_Work order:_
Only lines below containing the string "result" should be counted; please give that count by itself.

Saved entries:

________________________________________

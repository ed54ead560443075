use route_engine::board::{Board, Direction, Position, EXITS};
use route_engine::error::PlacementError;
use route_engine::tile::{Connector, Slot, Tile};

fn p(row: u8, col: u8) -> Position {
    Position::new(row, col).unwrap()
}

fn tile(s: &str) -> Tile {
    s.parse().unwrap()
}

/// 放置除最后一个以外的所有地块，返回最后一个是否合法
fn try_placement(placements: &[(u8, u8, &str)]) -> bool {
    let (last, rest) = placements.split_last().unwrap();
    let mut board = Board::new();
    for &(row, col, s) in rest {
        board = board.set(p(row, col), tile(s)).unwrap();
    }
    board.is_valid(p(last.0, last.1), &tile(last.2))
}

#[test]
fn test_exit_connection() {
    assert!(try_placement(&[(3, 6, "_D_D")]));
}

#[test]
fn test_exit_connection_invalid_track_type() {
    assert!(!try_placement(&[(3, 6, "_L_L")]));
}

#[test]
fn test_exit_connection_invalid_rotation() {
    assert!(!try_placement(&[(3, 6, "D_D_")]));
}

#[test]
fn test_not_connected_to_anything() {
    assert!(!try_placement(&[(3, 3, "_D_D")]));
}

#[test]
fn test_space_already_filled() {
    assert!(!try_placement(&[(3, 6, "_D_D"), (3, 6, "_D_D")]));
}

#[test]
fn test_existing_tile_connection() {
    assert!(try_placement(&[(3, 6, "_DD_"), (4, 6, "D__D")]));
}

#[test]
fn test_existing_tile_connection_invalid_track_type() {
    assert!(!try_placement(&[(3, 6, "_DD_"), (4, 6, "L__L")]));
}

#[test]
fn test_existing_tile_invalid_rotation() {
    assert!(!try_placement(&[(3, 6, "_DD_"), (4, 6, "_D_D")]));
}

#[test]
fn test_existing_tile_no_connection() {
    assert!(!try_placement(&[(5, 0, "_L_L"), (6, 0, "_D_D")]));
}

#[test]
fn test_existing_tile_ignoring_exit() {
    // (6,1) 南边是公路出口，地块这一侧没有轨道也可以放
    assert!(try_placement(&[(5, 0, "__DL"), (6, 0, "DD__"), (6, 1, "D__D")]));
}

#[test]
fn test_track_against_neighbor_without_track() {
    // (5,6) 北边对着 (4,6) 没有轨道的一侧：合法，只在计分时算错误
    let board = Board::from_placements([(p(3, 6), tile("_DD_")), (p(4, 6), tile("DD__"))])
        .unwrap_or_else(|e| panic!("setup failed: {}", e));
    let slot = board.open_slot(p(5, 6)).unwrap();
    assert_eq!(slot.side(Direction::North), Connector::None);
    assert_eq!(slot.side(Direction::East), Connector::Rail);
    assert!(board.is_valid(p(5, 6), &tile("DL__")));
    assert!(!board.is_valid(p(5, 6), &tile("LD__")));
}

#[test]
fn test_set_rejects_without_mutation() {
    let board = Board::new();
    let result = board.set(p(3, 3), tile("_D_D"));
    assert_eq!(
        result,
        Err(PlacementError::Rejected {
            position: p(3, 3),
            tile: tile("_D_D"),
        })
    );
    assert!(board.is_empty());
}

#[test]
fn test_occupied_is_always_illegal() {
    let board = Board::new().set(p(3, 0), tile("_DDD")).unwrap();
    for s in ["_D_D", "DDDD", "LLLL", "DLDLo", "__DL"] {
        for t in tile(s).all_transforms() {
            assert!(!board.is_valid(p(3, 0), &t));
            assert_eq!(board.set(p(3, 0), t), Err(PlacementError::Occupied(p(3, 0))));
        }
    }
}

#[test]
fn test_initial_slots_from_exits() {
    let board = Board::new();
    let open = board.open_slot_entries();
    assert_eq!(open.len(), EXITS.len());
    for exit in EXITS.iter() {
        let slot = board.open_slot(exit.position).unwrap();
        assert_eq!(slot.side(exit.direction), exit.track);
    }
    // 所有空格子都有空位描述
    assert!(Position::all().all(|position| board.open_slot(position).is_some()));
}

#[test]
fn test_slot_propagation() {
    let board = Board::new()
        .set(p(3, 0), tile("_D_D"))
        .unwrap()
        .set(p(2, 0), tile("_D_D"))
        .ok();
    // (2,0) 没有任何匹配，放不下
    assert!(board.is_none());

    let board = Board::from_placements([
        (p(3, 0), tile("_D_D")),
        (p(3, 1), tile("_D_D")),
        (p(3, 2), tile("DD_D")),
    ])
    .unwrap();
    let slot: Slot = board.open_slot(p(2, 2)).unwrap();
    assert_eq!(slot.side(Direction::South), Connector::Road);
    let slot = board.open_slot(p(4, 2)).unwrap();
    assert_eq!(slot.side(Direction::North), Connector::None);
}

#[test]
fn test_valid_transforms() {
    let board = Board::new();
    let valid = board.valid_transforms(p(3, 6), &tile("_D_D"));
    assert_eq!(valid.as_slice(), &[tile("_D_D")]);
    assert!(board.is_valid_with_transform(p(0, 1), &tile("_D_D")));
    assert!(!board.is_valid_with_transform(p(0, 3), &tile("_D_D")));
    assert!(board.valid_transforms(p(3, 3), &tile("DDDD")).is_empty());
}

#[test]
fn test_erase_round_trip() {
    let board = Board::from_placements([(p(3, 0), tile("_D_D")), (p(3, 1), tile("__DD"))]).unwrap();
    let erased = board.erase(p(3, 1));
    assert_eq!(erased, Board::new().set(p(3, 0), tile("_D_D")).unwrap());
}

#[test]
fn test_tiles_iterator_row_major() {
    let board = Board::from_placements([(p(3, 6), tile("_D_D")), (p(0, 1), tile("D_D_"))]).unwrap();
    let positions: Vec<Position> = board.tiles().map(|(position, _)| position).collect();
    assert_eq!(positions, vec![p(0, 1), p(3, 6)]);
    assert_eq!(board.tile_count(), 2);
    assert_eq!(board.to_string(), "0,1D_D_ 3,6_D_D ");
}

________________________________________

_Task output:_
2